Initiative & Self-Direction: Agents of Change

As part of our summer blog series on 21st Century Skills, we are featuring personal stories from camp alumni and professionals across the field exemplifying how Jewish camp provided the ideal environment to become the best version of themselves.

Over the many years that I have been involved in the world of Jewish camp, I have seen camp inspire confidence in kids and young adults who may not have believed in themselves before. This happened for me during a transformational summer as a counselor in training in 2007 at Camp Kadimah in Nova Scotia, Canada.

One thing I firmly believe is that behind all growth that happens at camp, every skill that gets developed and memory that gets made, is a specific person who enables these incredible changes. And for my evolution as a CIT, I will always credit Jonah Epstein, my CIT Director.
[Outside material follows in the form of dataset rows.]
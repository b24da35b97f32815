pub mod branch;
pub mod commit;
pub mod file;
pub mod lock;
pub mod remote;
pub mod snapshot;

use serde::{Deserialize, Serialize};
use uuid::Uuid;

/// Unique identifier for a project.
///
/// Projects are owned by the surrounding platform; Drafter never creates
/// or deletes them, it only keys its own rows by their id.
#[derive(Debug, Clone, PartialEq, Eq, Hash, Serialize, Deserialize)]
pub struct ProjectId(pub Uuid);

impl ProjectId {
    pub fn new() -> Self {
        Self(Uuid::now_v7())
    }

    pub fn from_uuid(id: Uuid) -> Self {
        Self(id)
    }
}

impl std::fmt::Display for ProjectId {
    fn fmt(&self, f: &mut std::fmt::Formatter<'_>) -> std::fmt::Result {
        write!(f, "{}", self.0)
    }
}

/// Unique identifier for a user, issued by the platform's identity service.
#[derive(Debug, Clone, PartialEq, Eq, Hash, Serialize, Deserialize)]
pub struct UserId(pub Uuid);

impl UserId {
    pub fn new() -> Self {
        Self(Uuid::now_v7())
    }

    pub fn from_uuid(id: Uuid) -> Self {
        Self(id)
    }
}

impl std::fmt::Display for UserId {
    fn fmt(&self, f: &mut std::fmt::Formatter<'_>) -> std::fmt::Result {
        write!(f, "{}", self.0)
    }
}
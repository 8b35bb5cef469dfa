//! Core business logic module
//!
//! This module contains the transfer protocol components:
//! - `traits` - The guarded balance-access capability surface
//! - `transaction` - Transfer validation and application

pub mod traits;
pub mod transaction;

pub use traits::BalanceAccess;
pub use transaction::{Transaction, MIN_TRANSFER_AMOUNT};
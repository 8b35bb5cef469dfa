//! Transfer Engine Library
//! # Overview
//!
//! This library provides a guarded account balance and the transfer protocol
//! built on it: an [`Account`] whose balance may only be mutated while its
//! non-reentrant exclusive-access flag is held, and a [`Transaction`] that
//! validates a proposed transfer and, only if every precondition holds,
//! drives both accounts' lock/mutate/unlock sequences.
//!
//! # Architecture
//!
//! The system is organized into two modules:
//!
//! - [`types`] - Core data types:
//!   - [`types::account`] - The Account and its lock discipline
//!   - [`types::error`] - Error taxonomy for lock and transfer violations
//! - [`core`] - Business logic:
//!   - [`core::traits`] - The [`BalanceAccess`] capability surface, which a
//!     test harness can substitute with a recording double
//!   - [`core::transaction`] - Transfer validation and application
//!
//! # Transfer Protocol
//!
//! `Transaction::make(from, to, amount)` validates, in order: no
//! self-transfer, no negative amount, amount at least
//! [`MIN_TRANSFER_AMOUNT`], fee no greater than half the amount, and
//! sufficient sender funds. Malformed requests are errors; unaffordable but
//! well-formed requests are refusals (`Ok(false)`). Only when every check
//! passes is the sender debited `amount + fee` and the recipient credited
//! `amount`, each under its own lock. The fee is not credited to any
//! account.
//!
//! # Locking Model
//!
//! The account guard is a fail-fast try-lock, never a blocking mutex:
//! `lock` fails immediately with an error when the flag is already held,
//! and `unlock` on an unlocked account is a no-op. Each account is locked
//! only around its own mutation, so a concurrent observer may see the debit
//! before the credit; no balance is ever mutated without its guard.

// Module declarations
pub mod core;
pub mod types;

pub use crate::core::{BalanceAccess, Transaction, MIN_TRANSFER_AMOUNT};
pub use types::{Account, AccountId, TransferError};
I remember one night at camp, Jonah and I sat on the porch of his cabin and talked late into the night. I opened up for the first time about my insecurities, how I hadn’t necessarily felt particularly special as a camper the year before and I felt like I might not be good enough as a CIT. I remember Jonah turning to me and telling me that he believed in me, that he saw something special in me, and that he knew I had the ability to be a really special CIT that summer.

I must have been waiting to hear something like that, from someone, expressing the confidence in me that I wasn’t entirely able to have myself. And from that moment on, I resolved that I would take as much initiative as I could to be the best CIT camp had seen. In this new role, not quite a staff member yet but more than a camper, I was given the chance to take on responsibility and take initiative to make camp, and my camp experience, what I wanted it to be.
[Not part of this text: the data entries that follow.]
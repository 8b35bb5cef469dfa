//! Benchmark suite for the transfer protocol
//!
//! This benchmark measures the hot path of `Transaction::make` using the
//! divan benchmarking framework.
//!
//! # Running Benchmarks
//!
//! ```bash
//! cargo bench
//! ```
//!
//! Three variants are measured:
//! - An applied transfer (all checks pass, both accounts mutated)
//! - A refused transfer (insufficient funds, no locks taken)
//! - The bare lock/unlock cycle on a single account

use transfer_engine::{Account, Transaction};

fn main() {
    divan::main();
}

/// Benchmark an applied transfer between two well-funded accounts
#[divan::bench]
fn applied_transfer(bencher: divan::Bencher) {
    let from = Account::new(0, i64::MAX / 2);
    let to = Account::new(1, 0);
    let mut tx = Transaction::new();
    tx.set_fee(10);

    bencher.bench_local(|| tx.make(&from, &to, 100).unwrap());
}

/// Benchmark a refused transfer (insufficient funds, validation only)
#[divan::bench]
fn refused_transfer(bencher: divan::Bencher) {
    let from = Account::new(0, 50);
    let to = Account::new(1, 0);
    let mut tx = Transaction::new();
    tx.set_fee(10);

    bencher.bench_local(|| tx.make(&from, &to, 100).unwrap());
}

/// Benchmark the bare lock/unlock cycle
#[divan::bench]
fn lock_unlock_cycle(bencher: divan::Bencher) {
    let account = Account::new(0, 1000);

    bencher.bench_local(|| {
        account.lock().unwrap();
        account.unlock();
    });
}
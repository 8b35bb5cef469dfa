//! Core trait for guarded balance access
//!
//! This module defines the capability surface through which
//! [`crate::core::Transaction`] drives an account. Exposing the operations
//! behind a trait lets a test harness substitute a recording or stubbing
//! double for a real [`Account`].

use crate::types::{Account, TransferError};

/// Guarded access to an account balance
///
/// Implementations pair a readable balance with a non-reentrant
/// exclusive-access flag. The contract mirrors [`Account`]:
///
/// - `lock` fails fast if the flag is already held; it never blocks.
/// - `change_balance` only succeeds while the flag is held and does not
///   release it.
/// - `unlock` is unconditional; releasing an unheld flag is a no-op.
pub trait BalanceAccess {
    /// Read the current balance without taking the lock
    fn balance(&self) -> i64;

    /// Acquire the exclusive-access flag
    ///
    /// # Errors
    ///
    /// Returns [`TransferError::AlreadyLocked`] if the flag is already held.
    fn lock(&self) -> Result<(), TransferError>;

    /// Release the exclusive-access flag
    fn unlock(&self);

    /// Apply a signed delta to the balance
    ///
    /// # Errors
    ///
    /// Returns [`TransferError::NotLocked`] if the flag is not held.
    fn change_balance(&self, diff: i64) -> Result<(), TransferError>;
}

impl BalanceAccess for Account {
    fn balance(&self) -> i64 {
        Account::balance(self)
    }

    fn lock(&self) -> Result<(), TransferError> {
        Account::lock(self)
    }

    fn unlock(&self) {
        Account::unlock(self)
    }

    fn change_balance(&self, diff: i64) -> Result<(), TransferError> {
        Account::change_balance(self, diff)
    }
}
I, along with a couple friends, decided that for a special project, we would plan a midnight Alice in Wonderland themed carnival for the youngest campers. We decked out the entire gym in decorations, enlisting dozens of our fellow CITs and staff to man booths, and even replaced the bunk counselors in their beds so that we could get up at midnight and surprise the campers. I remember the wonder in their eyes as they were awakened and taken to the ulam (gym), where they crawled through a tunnel and emerged to all sorts of excitement. And I remember seeing just how inspired they could be, and how much good I could do and change I could create in others’ lives through my own initiative.

Those memories kept me coming back to camp year in and year out for so many summers. And I still thank Jonah, and that night, sitting on a porch, for instilling in me the confidence to start taking initiative, make a difference, and be the best version of myself.